Task to carry out:
Show all the lines in the data below that include the word "Float".

Raw data:

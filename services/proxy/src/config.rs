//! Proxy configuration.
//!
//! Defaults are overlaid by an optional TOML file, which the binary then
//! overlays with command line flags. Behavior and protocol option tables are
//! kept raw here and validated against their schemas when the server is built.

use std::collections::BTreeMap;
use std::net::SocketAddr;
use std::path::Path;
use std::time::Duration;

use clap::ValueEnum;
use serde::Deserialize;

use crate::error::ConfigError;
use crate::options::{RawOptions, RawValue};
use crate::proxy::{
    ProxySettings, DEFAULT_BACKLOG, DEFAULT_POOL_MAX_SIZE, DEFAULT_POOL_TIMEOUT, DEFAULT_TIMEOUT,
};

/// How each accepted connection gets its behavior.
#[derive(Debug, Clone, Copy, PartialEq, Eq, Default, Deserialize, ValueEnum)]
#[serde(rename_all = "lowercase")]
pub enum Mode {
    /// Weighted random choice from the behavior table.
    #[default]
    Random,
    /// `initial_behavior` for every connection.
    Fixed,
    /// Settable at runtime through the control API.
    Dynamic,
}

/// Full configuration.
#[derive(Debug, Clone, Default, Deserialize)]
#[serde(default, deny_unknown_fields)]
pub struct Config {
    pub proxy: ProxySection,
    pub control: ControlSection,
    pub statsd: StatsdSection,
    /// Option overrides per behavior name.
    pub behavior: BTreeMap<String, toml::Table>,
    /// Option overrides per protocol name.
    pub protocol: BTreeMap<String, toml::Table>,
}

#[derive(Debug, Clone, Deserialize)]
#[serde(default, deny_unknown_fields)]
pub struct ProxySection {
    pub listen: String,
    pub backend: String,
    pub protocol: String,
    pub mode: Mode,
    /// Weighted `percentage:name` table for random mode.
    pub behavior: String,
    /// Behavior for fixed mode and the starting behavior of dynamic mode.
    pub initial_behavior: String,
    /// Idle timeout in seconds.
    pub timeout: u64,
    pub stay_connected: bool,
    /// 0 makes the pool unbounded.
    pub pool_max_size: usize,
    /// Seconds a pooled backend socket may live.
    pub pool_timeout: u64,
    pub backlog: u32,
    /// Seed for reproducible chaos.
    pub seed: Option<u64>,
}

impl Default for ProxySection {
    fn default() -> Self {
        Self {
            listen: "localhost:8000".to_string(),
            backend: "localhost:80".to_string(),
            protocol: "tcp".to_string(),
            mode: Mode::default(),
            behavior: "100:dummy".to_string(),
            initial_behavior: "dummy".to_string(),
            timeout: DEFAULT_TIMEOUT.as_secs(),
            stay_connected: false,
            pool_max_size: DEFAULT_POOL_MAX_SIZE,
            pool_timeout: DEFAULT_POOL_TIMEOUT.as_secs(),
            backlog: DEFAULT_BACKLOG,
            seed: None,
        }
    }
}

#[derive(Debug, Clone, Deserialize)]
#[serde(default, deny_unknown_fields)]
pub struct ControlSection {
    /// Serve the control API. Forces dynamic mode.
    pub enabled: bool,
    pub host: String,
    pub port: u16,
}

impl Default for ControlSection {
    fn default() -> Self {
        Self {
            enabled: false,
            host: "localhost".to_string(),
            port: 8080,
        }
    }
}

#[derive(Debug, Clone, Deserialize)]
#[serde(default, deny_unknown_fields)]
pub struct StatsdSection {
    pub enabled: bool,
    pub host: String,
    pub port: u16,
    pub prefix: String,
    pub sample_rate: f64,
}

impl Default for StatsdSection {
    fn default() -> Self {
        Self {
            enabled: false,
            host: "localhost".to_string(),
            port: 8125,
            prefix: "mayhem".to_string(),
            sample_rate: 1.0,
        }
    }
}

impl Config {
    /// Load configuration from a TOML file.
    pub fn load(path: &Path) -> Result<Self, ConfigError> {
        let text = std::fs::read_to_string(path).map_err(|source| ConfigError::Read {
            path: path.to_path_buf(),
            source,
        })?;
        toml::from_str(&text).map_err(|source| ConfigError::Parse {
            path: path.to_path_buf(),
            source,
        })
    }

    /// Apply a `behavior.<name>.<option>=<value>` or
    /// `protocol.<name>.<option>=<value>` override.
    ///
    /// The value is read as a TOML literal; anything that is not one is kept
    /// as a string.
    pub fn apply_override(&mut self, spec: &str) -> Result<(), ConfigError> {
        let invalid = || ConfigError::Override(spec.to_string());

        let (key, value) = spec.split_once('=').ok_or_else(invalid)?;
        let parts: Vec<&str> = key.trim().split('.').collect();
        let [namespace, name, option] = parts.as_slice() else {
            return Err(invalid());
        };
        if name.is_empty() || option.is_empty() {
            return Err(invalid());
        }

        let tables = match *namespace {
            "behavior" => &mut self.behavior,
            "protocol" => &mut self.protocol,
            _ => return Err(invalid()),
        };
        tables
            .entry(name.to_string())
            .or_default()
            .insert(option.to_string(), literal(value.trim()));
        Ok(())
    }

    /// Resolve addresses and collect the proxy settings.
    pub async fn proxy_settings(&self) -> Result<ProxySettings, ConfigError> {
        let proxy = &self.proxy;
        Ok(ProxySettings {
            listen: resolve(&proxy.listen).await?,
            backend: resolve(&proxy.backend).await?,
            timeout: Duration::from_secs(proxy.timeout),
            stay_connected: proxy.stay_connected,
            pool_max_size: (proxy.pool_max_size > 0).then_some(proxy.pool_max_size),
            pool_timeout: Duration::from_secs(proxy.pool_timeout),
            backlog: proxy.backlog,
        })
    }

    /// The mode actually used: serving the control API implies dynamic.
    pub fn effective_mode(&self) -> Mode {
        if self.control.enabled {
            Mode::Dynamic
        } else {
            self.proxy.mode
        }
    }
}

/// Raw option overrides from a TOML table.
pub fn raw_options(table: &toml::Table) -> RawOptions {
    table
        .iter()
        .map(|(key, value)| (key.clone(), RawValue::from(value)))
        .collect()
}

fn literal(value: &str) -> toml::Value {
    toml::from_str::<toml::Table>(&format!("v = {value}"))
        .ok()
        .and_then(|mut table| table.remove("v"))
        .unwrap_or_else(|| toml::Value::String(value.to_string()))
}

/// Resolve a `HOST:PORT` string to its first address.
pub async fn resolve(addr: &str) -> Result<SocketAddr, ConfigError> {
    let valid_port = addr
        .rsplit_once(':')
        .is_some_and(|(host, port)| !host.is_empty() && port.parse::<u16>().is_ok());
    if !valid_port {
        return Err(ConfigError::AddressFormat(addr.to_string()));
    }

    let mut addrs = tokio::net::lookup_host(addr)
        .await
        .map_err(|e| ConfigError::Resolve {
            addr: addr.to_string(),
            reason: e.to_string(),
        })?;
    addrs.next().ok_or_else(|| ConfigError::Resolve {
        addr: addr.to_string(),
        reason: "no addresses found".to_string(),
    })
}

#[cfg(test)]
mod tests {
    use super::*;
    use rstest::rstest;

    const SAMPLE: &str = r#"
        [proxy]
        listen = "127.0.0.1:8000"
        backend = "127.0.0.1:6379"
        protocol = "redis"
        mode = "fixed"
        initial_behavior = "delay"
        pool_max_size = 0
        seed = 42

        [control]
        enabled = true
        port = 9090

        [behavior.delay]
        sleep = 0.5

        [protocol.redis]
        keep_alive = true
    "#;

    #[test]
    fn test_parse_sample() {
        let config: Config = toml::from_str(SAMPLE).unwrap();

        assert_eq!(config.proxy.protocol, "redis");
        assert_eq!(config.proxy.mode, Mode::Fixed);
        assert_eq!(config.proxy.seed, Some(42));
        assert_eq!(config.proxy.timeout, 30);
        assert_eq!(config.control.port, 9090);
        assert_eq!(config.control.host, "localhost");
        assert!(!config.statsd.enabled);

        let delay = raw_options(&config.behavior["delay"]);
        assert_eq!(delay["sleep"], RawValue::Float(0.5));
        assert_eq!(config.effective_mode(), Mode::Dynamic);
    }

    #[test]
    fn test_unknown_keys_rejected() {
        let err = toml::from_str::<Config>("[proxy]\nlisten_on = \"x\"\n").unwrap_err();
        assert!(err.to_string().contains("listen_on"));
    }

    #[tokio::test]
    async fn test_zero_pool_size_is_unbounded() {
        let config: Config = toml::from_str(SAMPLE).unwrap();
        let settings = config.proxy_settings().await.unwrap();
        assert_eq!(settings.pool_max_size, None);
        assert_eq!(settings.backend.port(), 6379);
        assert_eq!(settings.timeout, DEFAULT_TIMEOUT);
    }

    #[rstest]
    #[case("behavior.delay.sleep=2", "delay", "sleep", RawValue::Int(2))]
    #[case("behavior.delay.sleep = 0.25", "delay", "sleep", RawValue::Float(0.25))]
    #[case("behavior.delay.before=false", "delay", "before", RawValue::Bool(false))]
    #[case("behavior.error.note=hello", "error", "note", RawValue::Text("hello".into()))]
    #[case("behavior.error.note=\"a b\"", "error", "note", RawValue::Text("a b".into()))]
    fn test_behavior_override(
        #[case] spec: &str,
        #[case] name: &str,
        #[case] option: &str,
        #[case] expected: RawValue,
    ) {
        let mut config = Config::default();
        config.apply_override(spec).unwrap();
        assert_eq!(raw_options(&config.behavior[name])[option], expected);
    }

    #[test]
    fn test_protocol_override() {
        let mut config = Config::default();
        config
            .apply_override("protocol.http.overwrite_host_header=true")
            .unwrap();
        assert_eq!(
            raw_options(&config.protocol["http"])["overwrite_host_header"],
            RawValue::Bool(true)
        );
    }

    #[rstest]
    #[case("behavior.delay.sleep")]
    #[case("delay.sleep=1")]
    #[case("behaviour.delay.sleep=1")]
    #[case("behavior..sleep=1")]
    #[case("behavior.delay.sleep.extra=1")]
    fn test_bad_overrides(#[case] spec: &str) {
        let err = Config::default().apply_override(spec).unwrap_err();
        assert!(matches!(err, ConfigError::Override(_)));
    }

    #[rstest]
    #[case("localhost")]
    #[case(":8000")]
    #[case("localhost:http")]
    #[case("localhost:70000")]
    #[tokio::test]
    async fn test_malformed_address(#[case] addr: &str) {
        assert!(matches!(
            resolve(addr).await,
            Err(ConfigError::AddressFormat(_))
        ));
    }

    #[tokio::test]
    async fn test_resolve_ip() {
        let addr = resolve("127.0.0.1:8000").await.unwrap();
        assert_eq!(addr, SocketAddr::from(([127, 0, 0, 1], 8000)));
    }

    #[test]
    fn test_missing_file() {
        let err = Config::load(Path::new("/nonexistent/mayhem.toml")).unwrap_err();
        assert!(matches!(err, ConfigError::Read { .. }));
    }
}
--
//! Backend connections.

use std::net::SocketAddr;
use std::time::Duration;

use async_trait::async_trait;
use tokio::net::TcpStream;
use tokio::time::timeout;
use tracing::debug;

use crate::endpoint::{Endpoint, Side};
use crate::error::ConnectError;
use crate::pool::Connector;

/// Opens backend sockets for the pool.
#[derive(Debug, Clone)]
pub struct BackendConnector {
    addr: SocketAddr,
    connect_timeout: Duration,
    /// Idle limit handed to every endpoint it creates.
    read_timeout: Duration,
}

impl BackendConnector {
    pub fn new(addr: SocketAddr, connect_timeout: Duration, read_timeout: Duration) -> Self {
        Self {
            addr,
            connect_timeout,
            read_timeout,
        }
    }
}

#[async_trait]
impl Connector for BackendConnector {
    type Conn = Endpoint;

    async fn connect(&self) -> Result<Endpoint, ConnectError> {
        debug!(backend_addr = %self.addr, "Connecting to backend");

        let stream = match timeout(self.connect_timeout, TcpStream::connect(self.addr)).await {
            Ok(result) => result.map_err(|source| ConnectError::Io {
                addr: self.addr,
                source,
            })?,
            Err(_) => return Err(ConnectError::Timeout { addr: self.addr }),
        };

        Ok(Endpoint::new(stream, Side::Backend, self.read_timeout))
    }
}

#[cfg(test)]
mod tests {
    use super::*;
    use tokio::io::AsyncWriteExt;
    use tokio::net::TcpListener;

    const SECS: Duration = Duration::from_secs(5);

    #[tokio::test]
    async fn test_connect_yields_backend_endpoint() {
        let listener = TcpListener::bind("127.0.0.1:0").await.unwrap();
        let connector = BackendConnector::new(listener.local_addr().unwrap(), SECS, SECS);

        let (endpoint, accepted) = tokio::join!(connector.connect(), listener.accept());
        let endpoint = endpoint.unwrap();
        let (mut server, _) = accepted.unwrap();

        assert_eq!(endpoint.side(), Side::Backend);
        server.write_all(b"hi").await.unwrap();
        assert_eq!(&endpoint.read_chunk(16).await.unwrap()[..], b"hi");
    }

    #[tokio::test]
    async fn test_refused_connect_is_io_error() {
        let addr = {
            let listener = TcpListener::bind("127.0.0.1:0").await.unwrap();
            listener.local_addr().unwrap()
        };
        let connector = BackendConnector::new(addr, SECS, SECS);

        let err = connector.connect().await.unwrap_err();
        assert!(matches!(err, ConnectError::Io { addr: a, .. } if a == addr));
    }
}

Output below:
        assert_eq!(delay["sleep"], RawValue::Float(0.5));
    #[case("behavior.delay.sleep = 0.25", "delay", "sleep", RawValue::Float(0.25))]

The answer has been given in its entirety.